◆ **Problem requirements**
Where the line with "pub mod activity;" appears below, start writing out lines exactly, and finish with the line with "fn capture(&mut self)", which is included; write out nothing else.
◆ ◆ ◆
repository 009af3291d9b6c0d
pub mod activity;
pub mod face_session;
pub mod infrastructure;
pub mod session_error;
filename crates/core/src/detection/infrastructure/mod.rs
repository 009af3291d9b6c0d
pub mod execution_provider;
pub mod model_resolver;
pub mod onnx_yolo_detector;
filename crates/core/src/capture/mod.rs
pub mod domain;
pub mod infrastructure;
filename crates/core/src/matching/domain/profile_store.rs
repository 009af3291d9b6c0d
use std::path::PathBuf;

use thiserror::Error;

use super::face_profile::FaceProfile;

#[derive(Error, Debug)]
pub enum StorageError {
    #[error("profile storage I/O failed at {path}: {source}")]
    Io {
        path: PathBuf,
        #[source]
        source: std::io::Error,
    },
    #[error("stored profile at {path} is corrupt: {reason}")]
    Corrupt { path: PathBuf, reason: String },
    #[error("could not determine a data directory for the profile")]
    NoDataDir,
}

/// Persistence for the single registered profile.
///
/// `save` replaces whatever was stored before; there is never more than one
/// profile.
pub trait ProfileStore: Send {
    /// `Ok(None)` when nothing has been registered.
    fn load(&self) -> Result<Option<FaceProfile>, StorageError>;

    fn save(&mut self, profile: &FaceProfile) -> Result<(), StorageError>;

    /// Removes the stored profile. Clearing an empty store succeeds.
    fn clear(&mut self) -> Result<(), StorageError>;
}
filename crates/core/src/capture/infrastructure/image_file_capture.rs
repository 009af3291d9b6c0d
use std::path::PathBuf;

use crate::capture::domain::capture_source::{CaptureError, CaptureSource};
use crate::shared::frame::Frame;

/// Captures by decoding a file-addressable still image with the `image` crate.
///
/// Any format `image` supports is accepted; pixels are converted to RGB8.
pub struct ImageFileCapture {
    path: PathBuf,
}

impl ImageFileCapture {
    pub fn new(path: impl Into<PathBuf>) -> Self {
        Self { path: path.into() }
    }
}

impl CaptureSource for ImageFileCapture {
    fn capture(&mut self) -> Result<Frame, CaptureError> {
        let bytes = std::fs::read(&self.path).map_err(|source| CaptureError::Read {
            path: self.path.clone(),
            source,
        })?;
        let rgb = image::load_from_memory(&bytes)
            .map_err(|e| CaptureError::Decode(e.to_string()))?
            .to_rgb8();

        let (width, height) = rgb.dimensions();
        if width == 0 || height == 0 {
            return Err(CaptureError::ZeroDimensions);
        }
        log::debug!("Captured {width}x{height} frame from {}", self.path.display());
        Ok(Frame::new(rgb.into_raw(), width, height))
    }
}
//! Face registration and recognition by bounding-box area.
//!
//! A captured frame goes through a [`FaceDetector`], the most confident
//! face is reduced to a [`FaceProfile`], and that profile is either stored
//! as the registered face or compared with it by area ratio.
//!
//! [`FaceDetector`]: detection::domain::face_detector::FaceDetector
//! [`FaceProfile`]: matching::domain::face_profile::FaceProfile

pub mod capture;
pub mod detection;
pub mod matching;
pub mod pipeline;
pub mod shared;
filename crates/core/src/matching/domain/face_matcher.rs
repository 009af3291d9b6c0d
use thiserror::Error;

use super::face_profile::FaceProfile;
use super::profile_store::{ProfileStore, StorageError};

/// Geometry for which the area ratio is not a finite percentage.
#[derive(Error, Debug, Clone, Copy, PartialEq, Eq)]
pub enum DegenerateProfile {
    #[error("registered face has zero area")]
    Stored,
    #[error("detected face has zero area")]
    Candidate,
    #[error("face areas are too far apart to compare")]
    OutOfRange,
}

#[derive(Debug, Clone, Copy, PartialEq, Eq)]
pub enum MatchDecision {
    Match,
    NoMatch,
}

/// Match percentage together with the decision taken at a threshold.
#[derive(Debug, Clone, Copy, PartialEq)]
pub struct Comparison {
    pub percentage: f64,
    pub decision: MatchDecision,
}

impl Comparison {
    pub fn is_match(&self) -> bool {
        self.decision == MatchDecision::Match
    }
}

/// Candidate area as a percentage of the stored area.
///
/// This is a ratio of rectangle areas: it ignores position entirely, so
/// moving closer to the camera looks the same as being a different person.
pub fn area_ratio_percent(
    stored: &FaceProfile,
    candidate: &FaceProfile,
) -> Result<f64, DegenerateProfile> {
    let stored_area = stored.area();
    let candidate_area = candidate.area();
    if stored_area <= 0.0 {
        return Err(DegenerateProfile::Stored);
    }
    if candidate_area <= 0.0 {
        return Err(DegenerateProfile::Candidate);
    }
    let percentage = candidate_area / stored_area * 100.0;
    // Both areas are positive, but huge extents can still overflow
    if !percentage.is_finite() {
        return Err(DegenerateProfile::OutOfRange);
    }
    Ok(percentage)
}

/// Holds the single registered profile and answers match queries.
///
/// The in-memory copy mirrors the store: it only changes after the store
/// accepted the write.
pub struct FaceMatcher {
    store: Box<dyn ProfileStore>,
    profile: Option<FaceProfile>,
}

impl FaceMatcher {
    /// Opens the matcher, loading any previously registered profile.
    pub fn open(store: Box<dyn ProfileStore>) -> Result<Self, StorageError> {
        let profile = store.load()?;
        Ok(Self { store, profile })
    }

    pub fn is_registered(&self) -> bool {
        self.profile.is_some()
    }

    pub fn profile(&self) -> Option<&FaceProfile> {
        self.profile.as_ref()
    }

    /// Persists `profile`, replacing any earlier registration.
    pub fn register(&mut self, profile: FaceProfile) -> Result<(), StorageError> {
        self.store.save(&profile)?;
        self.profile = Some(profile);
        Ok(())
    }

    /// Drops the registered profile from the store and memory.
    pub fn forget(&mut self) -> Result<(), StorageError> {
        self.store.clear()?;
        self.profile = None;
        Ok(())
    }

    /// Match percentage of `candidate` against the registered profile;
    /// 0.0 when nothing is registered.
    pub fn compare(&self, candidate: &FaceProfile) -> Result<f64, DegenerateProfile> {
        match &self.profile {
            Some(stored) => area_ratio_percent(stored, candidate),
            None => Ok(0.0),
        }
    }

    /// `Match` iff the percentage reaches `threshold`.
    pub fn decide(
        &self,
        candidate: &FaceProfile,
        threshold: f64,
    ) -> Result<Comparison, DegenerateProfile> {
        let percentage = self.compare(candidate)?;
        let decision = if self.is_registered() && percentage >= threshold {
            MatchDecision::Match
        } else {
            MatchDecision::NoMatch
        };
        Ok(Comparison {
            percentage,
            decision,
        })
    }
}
◆ ◆ ◆
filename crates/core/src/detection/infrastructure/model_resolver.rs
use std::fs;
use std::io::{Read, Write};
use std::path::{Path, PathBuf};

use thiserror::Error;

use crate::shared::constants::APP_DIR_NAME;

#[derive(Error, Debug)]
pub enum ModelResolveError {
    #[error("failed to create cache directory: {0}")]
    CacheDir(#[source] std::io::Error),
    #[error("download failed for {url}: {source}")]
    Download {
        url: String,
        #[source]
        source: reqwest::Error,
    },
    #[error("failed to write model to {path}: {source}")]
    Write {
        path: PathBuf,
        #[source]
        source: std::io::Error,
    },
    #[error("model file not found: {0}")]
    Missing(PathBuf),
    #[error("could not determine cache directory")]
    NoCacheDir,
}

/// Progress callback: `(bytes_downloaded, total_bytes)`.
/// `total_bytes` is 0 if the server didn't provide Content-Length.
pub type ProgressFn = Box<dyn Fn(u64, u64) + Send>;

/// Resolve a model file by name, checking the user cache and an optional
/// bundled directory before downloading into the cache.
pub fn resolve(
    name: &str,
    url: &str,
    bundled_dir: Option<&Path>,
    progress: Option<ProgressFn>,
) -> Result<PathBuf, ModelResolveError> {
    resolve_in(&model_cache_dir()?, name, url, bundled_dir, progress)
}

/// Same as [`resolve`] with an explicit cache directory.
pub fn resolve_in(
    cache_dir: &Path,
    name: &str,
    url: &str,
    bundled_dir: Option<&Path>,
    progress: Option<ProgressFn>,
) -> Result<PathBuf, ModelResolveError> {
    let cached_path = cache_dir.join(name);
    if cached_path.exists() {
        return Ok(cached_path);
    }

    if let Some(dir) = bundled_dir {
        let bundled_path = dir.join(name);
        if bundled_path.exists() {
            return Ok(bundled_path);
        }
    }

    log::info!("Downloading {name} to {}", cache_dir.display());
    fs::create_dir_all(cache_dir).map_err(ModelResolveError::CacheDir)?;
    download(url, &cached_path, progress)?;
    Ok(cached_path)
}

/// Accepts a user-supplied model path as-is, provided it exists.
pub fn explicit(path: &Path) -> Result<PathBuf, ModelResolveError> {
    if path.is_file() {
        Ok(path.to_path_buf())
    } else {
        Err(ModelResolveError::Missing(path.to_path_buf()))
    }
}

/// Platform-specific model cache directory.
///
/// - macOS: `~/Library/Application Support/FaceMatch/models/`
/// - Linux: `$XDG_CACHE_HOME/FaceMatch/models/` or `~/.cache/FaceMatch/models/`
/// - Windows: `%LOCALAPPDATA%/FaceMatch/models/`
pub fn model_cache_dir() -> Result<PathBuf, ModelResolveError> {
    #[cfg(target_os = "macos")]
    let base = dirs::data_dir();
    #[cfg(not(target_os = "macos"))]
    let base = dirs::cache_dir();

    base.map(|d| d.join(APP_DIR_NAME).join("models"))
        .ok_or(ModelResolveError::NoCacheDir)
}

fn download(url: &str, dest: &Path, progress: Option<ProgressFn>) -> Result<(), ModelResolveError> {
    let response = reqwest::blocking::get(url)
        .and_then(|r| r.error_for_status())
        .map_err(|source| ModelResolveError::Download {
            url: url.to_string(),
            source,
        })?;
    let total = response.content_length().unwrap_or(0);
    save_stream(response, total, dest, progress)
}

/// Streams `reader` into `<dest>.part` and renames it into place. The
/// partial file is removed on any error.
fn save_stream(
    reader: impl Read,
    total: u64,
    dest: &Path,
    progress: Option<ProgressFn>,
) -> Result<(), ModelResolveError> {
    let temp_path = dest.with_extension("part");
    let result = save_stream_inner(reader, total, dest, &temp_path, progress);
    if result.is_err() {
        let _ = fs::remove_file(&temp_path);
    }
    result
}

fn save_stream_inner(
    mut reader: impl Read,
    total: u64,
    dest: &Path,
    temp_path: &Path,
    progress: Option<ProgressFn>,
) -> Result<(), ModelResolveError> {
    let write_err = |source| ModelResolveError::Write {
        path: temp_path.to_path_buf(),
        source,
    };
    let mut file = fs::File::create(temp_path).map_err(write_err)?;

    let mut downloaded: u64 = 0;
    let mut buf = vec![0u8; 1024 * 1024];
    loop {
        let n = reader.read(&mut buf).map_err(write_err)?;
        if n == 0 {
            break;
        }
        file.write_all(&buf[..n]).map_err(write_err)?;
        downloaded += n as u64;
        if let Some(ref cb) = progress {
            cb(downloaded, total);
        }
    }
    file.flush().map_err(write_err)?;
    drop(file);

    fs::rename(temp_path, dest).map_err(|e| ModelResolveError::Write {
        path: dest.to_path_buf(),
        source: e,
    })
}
◆ ◆ ◆
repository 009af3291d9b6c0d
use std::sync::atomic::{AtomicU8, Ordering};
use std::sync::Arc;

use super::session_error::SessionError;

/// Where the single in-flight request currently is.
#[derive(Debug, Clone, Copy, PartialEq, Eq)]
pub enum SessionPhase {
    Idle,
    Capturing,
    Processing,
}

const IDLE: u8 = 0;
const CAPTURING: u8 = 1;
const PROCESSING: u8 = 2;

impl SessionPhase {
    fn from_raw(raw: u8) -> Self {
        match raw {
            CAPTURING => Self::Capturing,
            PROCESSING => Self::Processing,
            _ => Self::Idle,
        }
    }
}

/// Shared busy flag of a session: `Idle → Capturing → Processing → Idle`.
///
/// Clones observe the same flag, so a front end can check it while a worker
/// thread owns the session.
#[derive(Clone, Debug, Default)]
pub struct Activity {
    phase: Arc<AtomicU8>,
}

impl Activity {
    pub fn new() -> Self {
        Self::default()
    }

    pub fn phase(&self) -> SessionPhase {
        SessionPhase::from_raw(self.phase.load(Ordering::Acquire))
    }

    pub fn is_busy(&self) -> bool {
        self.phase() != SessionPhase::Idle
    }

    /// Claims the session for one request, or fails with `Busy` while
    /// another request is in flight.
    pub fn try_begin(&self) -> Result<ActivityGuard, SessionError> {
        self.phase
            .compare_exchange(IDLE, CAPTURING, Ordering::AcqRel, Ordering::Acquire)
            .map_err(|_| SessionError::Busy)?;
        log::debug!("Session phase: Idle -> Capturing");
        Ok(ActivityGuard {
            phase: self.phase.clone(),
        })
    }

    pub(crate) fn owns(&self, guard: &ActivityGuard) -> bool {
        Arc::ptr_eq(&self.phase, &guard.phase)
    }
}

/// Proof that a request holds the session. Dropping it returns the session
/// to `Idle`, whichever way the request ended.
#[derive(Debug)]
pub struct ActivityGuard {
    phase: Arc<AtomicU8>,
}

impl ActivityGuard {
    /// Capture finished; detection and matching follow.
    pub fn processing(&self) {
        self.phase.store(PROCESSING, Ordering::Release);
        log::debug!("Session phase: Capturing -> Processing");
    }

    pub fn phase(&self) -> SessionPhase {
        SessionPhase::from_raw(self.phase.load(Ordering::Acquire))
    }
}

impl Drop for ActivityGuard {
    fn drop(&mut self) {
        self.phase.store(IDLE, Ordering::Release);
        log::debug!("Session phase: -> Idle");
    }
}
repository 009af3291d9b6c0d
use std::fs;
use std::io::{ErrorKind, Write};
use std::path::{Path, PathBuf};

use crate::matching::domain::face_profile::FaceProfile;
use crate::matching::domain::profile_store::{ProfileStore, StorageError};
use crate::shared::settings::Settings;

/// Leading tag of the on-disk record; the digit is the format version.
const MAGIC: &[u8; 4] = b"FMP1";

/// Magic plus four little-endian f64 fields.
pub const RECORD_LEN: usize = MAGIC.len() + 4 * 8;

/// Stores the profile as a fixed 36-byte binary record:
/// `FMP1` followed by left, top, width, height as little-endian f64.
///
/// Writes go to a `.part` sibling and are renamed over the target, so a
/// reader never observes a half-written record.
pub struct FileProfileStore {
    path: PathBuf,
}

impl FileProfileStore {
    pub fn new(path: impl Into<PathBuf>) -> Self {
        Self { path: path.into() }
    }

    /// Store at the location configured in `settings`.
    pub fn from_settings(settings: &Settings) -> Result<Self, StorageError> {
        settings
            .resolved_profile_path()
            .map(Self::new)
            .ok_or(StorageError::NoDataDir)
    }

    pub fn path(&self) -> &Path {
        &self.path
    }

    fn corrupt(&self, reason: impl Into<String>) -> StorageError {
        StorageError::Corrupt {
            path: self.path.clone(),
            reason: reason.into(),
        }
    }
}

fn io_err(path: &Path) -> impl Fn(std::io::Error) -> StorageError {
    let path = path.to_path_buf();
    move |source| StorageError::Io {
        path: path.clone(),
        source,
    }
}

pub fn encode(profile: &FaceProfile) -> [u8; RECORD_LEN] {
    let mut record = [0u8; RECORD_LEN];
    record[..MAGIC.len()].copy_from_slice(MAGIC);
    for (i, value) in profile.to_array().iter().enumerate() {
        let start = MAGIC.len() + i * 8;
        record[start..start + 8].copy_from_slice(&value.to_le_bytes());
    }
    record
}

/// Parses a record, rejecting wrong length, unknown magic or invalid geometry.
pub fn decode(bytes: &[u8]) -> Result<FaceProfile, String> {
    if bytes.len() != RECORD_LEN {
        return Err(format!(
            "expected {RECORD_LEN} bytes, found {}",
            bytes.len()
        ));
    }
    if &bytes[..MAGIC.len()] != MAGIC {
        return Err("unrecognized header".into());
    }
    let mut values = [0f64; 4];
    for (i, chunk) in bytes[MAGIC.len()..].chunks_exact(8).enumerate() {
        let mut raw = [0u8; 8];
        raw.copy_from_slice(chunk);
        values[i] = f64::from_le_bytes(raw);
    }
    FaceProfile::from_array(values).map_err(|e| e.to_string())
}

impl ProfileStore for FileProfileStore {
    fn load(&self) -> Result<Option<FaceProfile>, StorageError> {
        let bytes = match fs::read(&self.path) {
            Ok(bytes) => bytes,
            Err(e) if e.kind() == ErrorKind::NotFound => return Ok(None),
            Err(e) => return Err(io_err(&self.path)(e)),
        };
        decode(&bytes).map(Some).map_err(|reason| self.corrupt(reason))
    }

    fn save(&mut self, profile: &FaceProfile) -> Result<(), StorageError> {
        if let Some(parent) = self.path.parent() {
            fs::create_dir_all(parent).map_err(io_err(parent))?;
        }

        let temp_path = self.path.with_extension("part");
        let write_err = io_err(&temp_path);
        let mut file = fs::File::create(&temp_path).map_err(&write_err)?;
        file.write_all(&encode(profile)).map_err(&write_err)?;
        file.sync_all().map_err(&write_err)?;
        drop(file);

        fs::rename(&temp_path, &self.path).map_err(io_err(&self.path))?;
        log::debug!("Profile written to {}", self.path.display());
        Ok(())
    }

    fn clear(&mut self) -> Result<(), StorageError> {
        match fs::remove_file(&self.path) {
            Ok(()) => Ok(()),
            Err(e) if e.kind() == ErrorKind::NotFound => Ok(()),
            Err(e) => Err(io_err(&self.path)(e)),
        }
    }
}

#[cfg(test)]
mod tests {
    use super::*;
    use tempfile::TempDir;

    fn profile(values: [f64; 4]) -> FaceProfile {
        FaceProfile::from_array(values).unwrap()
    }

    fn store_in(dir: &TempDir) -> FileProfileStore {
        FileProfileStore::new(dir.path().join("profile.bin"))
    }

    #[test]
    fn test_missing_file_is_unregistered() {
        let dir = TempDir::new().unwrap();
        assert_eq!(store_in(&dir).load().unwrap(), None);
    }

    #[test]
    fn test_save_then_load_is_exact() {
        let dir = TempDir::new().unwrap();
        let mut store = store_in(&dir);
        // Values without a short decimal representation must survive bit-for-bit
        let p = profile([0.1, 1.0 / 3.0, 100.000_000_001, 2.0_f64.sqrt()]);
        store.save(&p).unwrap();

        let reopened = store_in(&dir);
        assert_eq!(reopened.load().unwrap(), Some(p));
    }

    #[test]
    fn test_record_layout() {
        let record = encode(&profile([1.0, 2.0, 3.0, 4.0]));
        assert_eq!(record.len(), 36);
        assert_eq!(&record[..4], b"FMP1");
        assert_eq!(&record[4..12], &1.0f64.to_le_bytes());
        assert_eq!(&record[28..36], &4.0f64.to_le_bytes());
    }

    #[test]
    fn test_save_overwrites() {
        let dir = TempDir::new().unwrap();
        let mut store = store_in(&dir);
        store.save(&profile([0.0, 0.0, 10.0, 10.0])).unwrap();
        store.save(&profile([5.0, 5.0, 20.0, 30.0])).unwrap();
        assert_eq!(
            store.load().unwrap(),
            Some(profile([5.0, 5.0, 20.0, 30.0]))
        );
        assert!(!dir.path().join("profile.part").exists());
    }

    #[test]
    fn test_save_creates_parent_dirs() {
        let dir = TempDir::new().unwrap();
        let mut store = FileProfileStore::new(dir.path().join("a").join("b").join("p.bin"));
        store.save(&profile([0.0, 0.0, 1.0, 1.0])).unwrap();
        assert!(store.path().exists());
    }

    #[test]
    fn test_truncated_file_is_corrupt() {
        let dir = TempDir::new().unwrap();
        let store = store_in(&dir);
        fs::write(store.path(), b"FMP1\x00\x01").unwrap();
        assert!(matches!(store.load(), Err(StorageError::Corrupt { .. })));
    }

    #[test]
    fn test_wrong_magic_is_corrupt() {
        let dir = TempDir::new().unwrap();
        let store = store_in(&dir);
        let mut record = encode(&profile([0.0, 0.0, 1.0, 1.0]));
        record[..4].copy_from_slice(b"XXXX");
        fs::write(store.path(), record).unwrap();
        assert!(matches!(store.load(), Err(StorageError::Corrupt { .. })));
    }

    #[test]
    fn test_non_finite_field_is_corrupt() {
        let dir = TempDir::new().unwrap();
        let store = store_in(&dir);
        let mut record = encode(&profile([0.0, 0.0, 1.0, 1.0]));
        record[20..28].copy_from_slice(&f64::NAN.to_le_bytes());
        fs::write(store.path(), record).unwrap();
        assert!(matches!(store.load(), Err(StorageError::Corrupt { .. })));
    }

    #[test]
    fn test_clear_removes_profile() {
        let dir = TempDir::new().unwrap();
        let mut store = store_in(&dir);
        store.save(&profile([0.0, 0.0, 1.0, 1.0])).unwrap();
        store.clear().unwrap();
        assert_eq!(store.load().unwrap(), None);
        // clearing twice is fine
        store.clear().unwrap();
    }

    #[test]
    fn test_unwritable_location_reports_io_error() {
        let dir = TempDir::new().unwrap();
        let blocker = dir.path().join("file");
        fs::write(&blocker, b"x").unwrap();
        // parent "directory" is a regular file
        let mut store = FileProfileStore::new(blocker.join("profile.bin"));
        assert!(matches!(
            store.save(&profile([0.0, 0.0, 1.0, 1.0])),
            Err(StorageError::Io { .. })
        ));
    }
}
◆ ◆ ◆
◆ **Result for this exercise**
pub mod activity;
pub mod face_session;
pub mod infrastructure;
pub mod session_error;
filename crates/core/src/detection/infrastructure/mod.rs
repository 009af3291d9b6c0d
pub mod execution_provider;
pub mod model_resolver;
pub mod onnx_yolo_detector;
filename crates/core/src/capture/mod.rs
pub mod domain;
pub mod infrastructure;
filename crates/core/src/matching/domain/profile_store.rs
repository 009af3291d9b6c0d
use std::path::PathBuf;

use thiserror::Error;

use super::face_profile::FaceProfile;

#[derive(Error, Debug)]
pub enum StorageError {
    #[error("profile storage I/O failed at {path}: {source}")]
    Io {
        path: PathBuf,
        #[source]
        source: std::io::Error,
    },
    #[error("stored profile at {path} is corrupt: {reason}")]
    Corrupt { path: PathBuf, reason: String },
    #[error("could not determine a data directory for the profile")]
    NoDataDir,
}

/// Persistence for the single registered profile.
///
/// `save` replaces whatever was stored before; there is never more than one
/// profile.
pub trait ProfileStore: Send {
    /// `Ok(None)` when nothing has been registered.
    fn load(&self) -> Result<Option<FaceProfile>, StorageError>;

    fn save(&mut self, profile: &FaceProfile) -> Result<(), StorageError>;

    /// Removes the stored profile. Clearing an empty store succeeds.
    fn clear(&mut self) -> Result<(), StorageError>;
}
filename crates/core/src/capture/infrastructure/image_file_capture.rs
repository 009af3291d9b6c0d
use std::path::PathBuf;

use crate::capture::domain::capture_source::{CaptureError, CaptureSource};
use crate::shared::frame::Frame;

/// Captures by decoding a file-addressable still image with the `image` crate.
///
/// Any format `image` supports is accepted; pixels are converted to RGB8.
pub struct ImageFileCapture {
    path: PathBuf,
}

impl ImageFileCapture {
    pub fn new(path: impl Into<PathBuf>) -> Self {
        Self { path: path.into() }
    }
}

impl CaptureSource for ImageFileCapture {
    fn capture(&mut self) -> Result<Frame, CaptureError> {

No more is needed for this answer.